Sheriff Hutton Castle
OS grid reference:- SE 652 664
Sheriff Hutton Castle, some 6 miles from the city of York, was founded as a motte and bailey castle in the Forest of Galtres by one Ansketil de Bulmer, Sherrif of York, during the reign of King Stephen. This was a Norman timber motte and bailey structure of which only the mounds now remain. In 1331 the powerful and influential Neville family obtained overlordship of Sheriff Hutton and Bulmer's castle was rebuilt in stone in the late fourteenth century by John, Lord Neville, son of John Neville, 3rd Baron Neville de Raby.
The castle, which now stands in romantic ruins within the grounds of a farm, is quadrangular in form, with four crumbling corner towers connected by ranges of buildings, enclosing an inner courtyard. The northern and western sides are straight, whereas those on the south and east contain obtuse, outward pointing angles at their centres.
Sheriff Hutton passed from John, Lord Neville to his son , Ralph Neville, the first Earl of Westmorland who married as his second wife Joan Beaufort, the illegitimate daughter of John of Gaunt, Duke of Lancaster. It was later inherited by his son, Richard Neville Earl of Salisbury and on his death after the Battle of Wakefield in 1460, passed to his more famous son Richard, Earl of Warwick, later known to history as 'Warwick the Kingmaker'. Richard III acquired the castle from his father-in-law, Warwick, who's younger daughter Anne Neville he had married, he inherited Warwick's lands on his death at the Battle of Barnet in 1471.
In July, 1484, during the period when he served as Lord of the North, Richard III established Sheriff Hutton Castle as one of the headquarters of the Council of the North, the other was at Sandal Castle.

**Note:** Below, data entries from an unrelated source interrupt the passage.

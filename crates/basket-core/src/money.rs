//! # Money Module
//!
//! Provides the `Money` type used for item prices and bonuses.
//!
//! ## Integer Minor Units
//! ```text
//! ┌─────────────────────────────────────────────────────────────────────────┐
//! │  Catalog price ──► Item.price (minor units, i64) ──► line total        │
//! │                          │                                              │
//! │                          ├──► fingerprint (low 32 bits, little-endian)  │
//! │                          └──► wire codec (i64, position 8)              │
//! │                                                                         │
//! │  Floats never enter the basket: 0.1 + 0.2 != 0.3                       │
//! └─────────────────────────────────────────────────────────────────────────┘
//! ```
//!
//! ## Usage
//! ```rust
//! use basket_core::money::Money;
//!
//! let price = Money::from_minor(129_990);
//! let line = price.multiply_count(2);
//! assert_eq!(line.minor(), 259_980);
//! ```

use serde::{Deserialize, Serialize};
use std::fmt;
use ts_rs::TS;

// =============================================================================
// Money Type
// =============================================================================

/// A monetary value in the smallest currency unit.
///
/// ## Design Decisions
/// - **i64 (signed)**: bonuses may be written off as negative adjustments
/// - **Single field tuple struct**: zero-cost abstraction over i64
#[derive(
    Debug, Clone, Copy, PartialEq, Eq, PartialOrd, Ord, Hash, Default, Serialize, Deserialize, TS,
)]
#[ts(export)]
pub struct Money(i64);

impl Money {
    /// Creates a Money value from minor units.
    #[inline]
    pub const fn from_minor(minor: i64) -> Self {
        Money(minor)
    }

    /// Returns the value in minor units.
    #[inline]
    pub const fn minor(&self) -> i64 {
        self.0
    }

    /// Returns the major unit portion.
    #[inline]
    pub const fn major(&self) -> i64 {
        self.0 / 100
    }

    /// Returns the minor unit portion (always 0-99).
    #[inline]
    pub const fn minor_part(&self) -> i64 {
        (self.0 % 100).abs()
    }

    #[inline]
    pub const fn zero() -> Self {
        Money(0)
    }

    #[inline]
    pub const fn is_zero(&self) -> bool {
        self.0 == 0
    }

    /// The 32-bit value fed into item fingerprints.
    ///
    /// Previously committed fingerprints were computed over the low 32 bits
    /// of the price, so this truncation is part of the persisted contract.
    #[inline]
    pub const fn fingerprint_bits(&self) -> u32 {
        self.0 as u32
    }

    /// Multiplies a unit price by an item count, saturating at the i64
    /// bounds. Decoded baskets may carry any stored count.
    ///
    /// ## Example
    /// ```rust
    /// use basket_core::money::Money;
    ///
    /// let unit_price = Money::from_minor(299);
    /// assert_eq!(unit_price.multiply_count(3).minor(), 897);
    /// ```
    #[inline]
    pub const fn multiply_count(&self, count: u32) -> Self {
        Money(self.0.saturating_mul(count as i64))
    }
}

// =============================================================================
// Trait Implementations
// =============================================================================

/// Debug-oriented display; storefront formatting happens client-side.
impl fmt::Display for Money {
    fn fmt(&self, f: &mut fmt::Formatter<'_>) -> fmt::Result {
        let sign = if self.0 < 0 { "-" } else { "" };
        write!(f, "{}{}.{:02}", sign, self.major().abs(), self.minor_part())
    }
}

// =============================================================================
// Unit Tests
// =============================================================================
//! # Change Fingerprints
//!
//! Dirty-tracking hash over the commercially significant fields of an item.
//!
//! ## Byte Layout
//! ```text
//! ┌─────────────────────────────────────────────────────────────────────────┐
//! │  FNV-1a 64 over, in this order:                                         │
//! │                                                                         │
//! │   space_id      raw UTF-8 bytes                                        │
//! │   price_column  u32 little-endian                                      │
//! │   item_id       raw UTF-8 bytes                                        │
//! │   count         u32 little-endian                                      │
//! │   price         u32 little-endian (low 32 bits of minor units)         │
//! │                                                                         │
//! │  Result rendered as a decimal string.                                  │
//! └─────────────────────────────────────────────────────────────────────────┘
//! ```
//!
//! Fingerprints are committed into persisted baskets. Changing the field
//! order, a field width or the hash function silently marks every stored
//! item as changed.

use crate::money::Money;
use crate::types::{ItemId, PriceColumn, SpaceId};

const FNV_OFFSET_BASIS: u64 = 0xcbf2_9ce4_8422_2325;
const FNV_PRIME: u64 = 0x0000_0100_0000_01b3;

/// Incremental 64-bit FNV-1a.
#[derive(Debug, Clone, Copy)]
pub struct Fnv1a64 {
    state: u64,
}

impl Fnv1a64 {
    pub const fn new() -> Self {
        Fnv1a64 {
            state: FNV_OFFSET_BASIS,
        }
    }

    pub fn write(&mut self, bytes: &[u8]) {
        for byte in bytes {
            self.state ^= u64::from(*byte);
            self.state = self.state.wrapping_mul(FNV_PRIME);
        }
    }

    pub const fn finish(&self) -> u64 {
        self.state
    }
}

impl Default for Fnv1a64 {
    fn default() -> Self {
        Fnv1a64::new()
    }
}

/// Computes the fingerprint of an item's commercial state.
pub fn fingerprint(
    space_id: &SpaceId,
    price_column: PriceColumn,
    item_id: &ItemId,
    count: u32,
    price: Money,
) -> String {
    let mut hasher = Fnv1a64::new();
    hasher.write(space_id.as_str().as_bytes());
    hasher.write(&price_column.get().to_le_bytes());
    hasher.write(item_id.as_str().as_bytes());
    hasher.write(&count.to_le_bytes());
    hasher.write(&price.fingerprint_bits().to_le_bytes());
    hasher.finish().to_string()
}

// =============================================================================
// Unit Tests
// =============================================================================
//! # Diagnostics
//!
//! Problems and infos attached to basket items.
//!
//! ## Two Kinds of Diagnostics
//! ```text
//! ┌─────────────────────────────────────────────────────────────────────────┐
//! │                                                                         │
//! │  PROBLEMS (blocking, transient)                                        │
//! │  ─────────────────────────────                                         │
//! │  • Cleared at the start of every validation pass                       │
//! │  • Re-added by whatever still fails                                    │
//! │  • Hidden flag set when the item is not selected for purchase          │
//! │  • Simulated list: debug-only, never cleared by a pass                 │
//! │                                                                         │
//! │  INFOS (non-blocking, sticky)                                          │
//! │  ────────────────────────────                                          │
//! │  • At most one per InfoId, a new one replaces the old                  │
//! │  • Removed only when the client acknowledges (commit)                  │
//! │                                                                         │
//! └─────────────────────────────────────────────────────────────────────────┘
//! ```

use serde::{Deserialize, Serialize};
use std::cmp::Ordering;
use std::collections::BTreeMap;
use std::hash::{Hash, Hasher};
use ts_rs::TS;

use crate::money::Money;

// =============================================================================
// Problem Code
// =============================================================================

/// Why an item cannot be bought as is. Codes are persisted.
///
/// Identity is the numeric code: `Other(1)` equals `NotAvailable`, matching
/// what a decode of the persisted form yields.
#[derive(Debug, Clone, Copy, Serialize, Deserialize, TS)]
#[ts(export)]
#[serde(rename_all = "snake_case")]
pub enum ProblemCode {
    NotAvailable,
    CountReduced,
    MaxCountExceeded,
    NotAllowedForCustomer,
    ResaleForbidden,
    ServiceUnavailableInCity,
    /// A code written by a newer service; kept so it survives re-encoding.
    Other(u32),
}

impl ProblemCode {
    pub const fn code(&self) -> u32 {
        match self {
            ProblemCode::NotAvailable => 1,
            ProblemCode::CountReduced => 2,
            ProblemCode::MaxCountExceeded => 3,
            ProblemCode::NotAllowedForCustomer => 4,
            ProblemCode::ResaleForbidden => 5,
            ProblemCode::ServiceUnavailableInCity => 6,
            ProblemCode::Other(code) => *code,
        }
    }

    pub const fn from_code(code: u32) -> Self {
        match code {
            1 => ProblemCode::NotAvailable,
            2 => ProblemCode::CountReduced,
            3 => ProblemCode::MaxCountExceeded,
            4 => ProblemCode::NotAllowedForCustomer,
            5 => ProblemCode::ResaleForbidden,
            6 => ProblemCode::ServiceUnavailableInCity,
            other => ProblemCode::Other(other),
        }
    }

    /// Maps an `Other` holding a known code to its named variant.
    pub const fn normalized(self) -> Self {
        ProblemCode::from_code(self.code())
    }
}

impl PartialEq for ProblemCode {
    fn eq(&self, other: &Self) -> bool {
        self.code() == other.code()
    }
}

impl Eq for ProblemCode {}

impl Hash for ProblemCode {
    fn hash<H: Hasher>(&self, state: &mut H) {
        self.code().hash(state);
    }
}

// =============================================================================
// Problem
// =============================================================================

/// A blocking diagnostic on an item.
#[derive(Debug, Clone, PartialEq, Eq, Serialize, Deserialize, TS)]
#[ts(export)]
#[serde(rename_all = "camelCase")]
pub struct Problem {
    pub code: ProblemCode,
    pub message: String,
    /// Set when the item was unselected at the time the problem was added.
    /// The client filters these out.
    pub hidden: bool,
}

impl Problem {
    pub fn new(code: ProblemCode, message: impl Into<String>) -> Self {
        Problem {
            code: code.normalized(),
            message: message.into(),
            hidden: false,
        }
    }

    pub fn not_available() -> Self {
        Problem::new(ProblemCode::NotAvailable, "Item is not available")
    }

    pub fn count_reduced(count: u32) -> Self {
        Problem::new(
            ProblemCode::CountReduced,
            format!("Only {count} items are available"),
        )
    }
}

// =============================================================================
// Info
// =============================================================================

/// Kind of info. At most one info of each kind is active on an item.
///
/// Compared, hashed and ordered by numeric code, so `Other(1)` and
/// `PriceChanged` are the same map key.
#[derive(Debug, Clone, Copy, Serialize, Deserialize, TS)]
#[ts(export)]
#[serde(rename_all = "snake_case")]
pub enum InfoId {
    PriceChanged,
    CountChanged,
    BonusChanged,
    ChildRemoved,
    Other(u32),
}

impl InfoId {
    pub const fn code(&self) -> u32 {
        match self {
            InfoId::PriceChanged => 1,
            InfoId::CountChanged => 2,
            InfoId::BonusChanged => 3,
            InfoId::ChildRemoved => 4,
            InfoId::Other(code) => *code,
        }
    }

    pub const fn from_code(code: u32) -> Self {
        match code {
            1 => InfoId::PriceChanged,
            2 => InfoId::CountChanged,
            3 => InfoId::BonusChanged,
            4 => InfoId::ChildRemoved,
            other => InfoId::Other(other),
        }
    }

    pub const fn normalized(self) -> Self {
        InfoId::from_code(self.code())
    }
}

impl PartialEq for InfoId {
    fn eq(&self, other: &Self) -> bool {
        self.code() == other.code()
    }
}

impl Eq for InfoId {}

impl PartialOrd for InfoId {
    fn partial_cmp(&self, other: &Self) -> Option<Ordering> {
        Some(self.cmp(other))
    }
}

impl Ord for InfoId {
    fn cmp(&self, other: &Self) -> Ordering {
        self.code().cmp(&other.code())
    }
}

impl Hash for InfoId {
    fn hash<H: Hasher>(&self, state: &mut H) {
        self.code().hash(state);
    }
}

/// A non-blocking notice the client must acknowledge.
#[derive(Debug, Clone, PartialEq, Eq, Serialize, Deserialize, TS)]
#[ts(export)]
#[serde(rename_all = "camelCase")]
pub struct Info {
    pub id: InfoId,
    pub message: String,
    pub old_value: i64,
    pub new_value: i64,
}

impl Info {
    pub fn new(id: InfoId, message: impl Into<String>) -> Self {
        Info {
            id: id.normalized(),
            message: message.into(),
            old_value: 0,
            new_value: 0,
        }
    }

    pub fn price_changed(old: Money, new: Money) -> Self {
        Info {
            id: InfoId::PriceChanged,
            message: format!("Price changed from {old} to {new}"),
            old_value: old.minor(),
            new_value: new.minor(),
        }
    }

    pub fn count_changed(old: u32, new: u32) -> Self {
        Info {
            id: InfoId::CountChanged,
            message: format!("Count changed from {old} to {new}"),
            old_value: old.into(),
            new_value: new.into(),
        }
    }
}

// =============================================================================
// Diagnostics
// =============================================================================

/// Problems and infos of one item.
#[derive(Debug, Clone, Default, PartialEq, Eq)]
pub struct Diagnostics {
    problems: Vec<Problem>,
    simulated: Vec<Problem>,
    infos: BTreeMap<InfoId, Info>,
}

impl Diagnostics {
    /// Appends a transient problem. `hidden` marks it for client-side filtering.
    pub fn add_problem(&mut self, mut problem: Problem, hidden: bool) {
        problem.code = problem.code.normalized();
        problem.hidden = hidden;
        self.problems.push(problem);
    }

    /// Transient problems followed by simulated ones.
    pub fn problems(&self) -> Vec<Problem> {
        self.problems
            .iter()
            .chain(self.simulated.iter())
            .cloned()
            .collect()
    }

    pub fn transient_problems(&self) -> &[Problem] {
        &self.problems
    }

    pub fn has_problem(&self, code: ProblemCode) -> bool {
        self.problems
            .iter()
            .chain(self.simulated.iter())
            .any(|p| p.code == code)
    }

    /// Starts a new validation pass. Simulated problems stay.
    pub fn clear_problems(&mut self) {
        self.problems.clear();
    }

    pub fn set_simulated(&mut self, problems: Vec<Problem>) {
        self.simulated = problems;
    }

    pub fn simulated(&self) -> &[Problem] {
        &self.simulated
    }

    /// Adds an info, replacing any active info of the same kind.
    pub fn add_info(&mut self, mut info: Info) -> Option<Info> {
        info.id = info.id.normalized();
        let replaced = self.infos.remove(&info.id);
        self.infos.insert(info.id, info);
        replaced
    }

    /// Acknowledges one info.
    pub fn commit_info(&mut self, id: InfoId) -> Option<Info> {
        self.infos.remove(&id)
    }

    pub fn info(&self, id: InfoId) -> Option<&Info> {
        self.infos.get(&id)
    }

    pub fn infos(&self) -> &BTreeMap<InfoId, Info> {
        &self.infos
    }

    pub(crate) fn replace_problems(&mut self, problems: Vec<Problem>) {
        self.problems = problems;
    }

    pub(crate) fn replace_infos(&mut self, infos: BTreeMap<InfoId, Info>) {
        self.infos = infos;
    }
}

// =============================================================================
// Unit Tests
// =============================================================================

The council was to last for a century and a half.
Edward, Earl of Warwick, the young son of George Duke of Clarence and at the time under attainder, was sent to Sheriff Hutton in 1484 for safekeeping, as was Richard's nephew and heir, John de la Pole, Earl of Lincoln, the son of his sister Elizabeth. Richard's niece, Elizabeth of York, later destined to become the mother of the formidable Henry VIII, was also housed at the castle for a spell, when her suspected arrangement to marry the then pretender, Henry Tudor, (later Henry VII) placed her under suspicion.
Following the death of Richard III at the Battle of Bosworth in 1485, Sherrif Hutton Castle came into the ownership of his successor, Henry VII. In 1525, King Henry VIII gave it to his illegitimate son, Henry Fitzroy, Duke of Somerset and Richmond and Warden-General of the Marches, at this time the castle was described as being in need of repair. Thomas Howard, Duke of Norfolk carried out repairs to the structure in 1537. The Council of the North was moved to York in the mid sixteenth century, after which the castle began to decline. It remained in the ownership of the crown until the death of Charles I.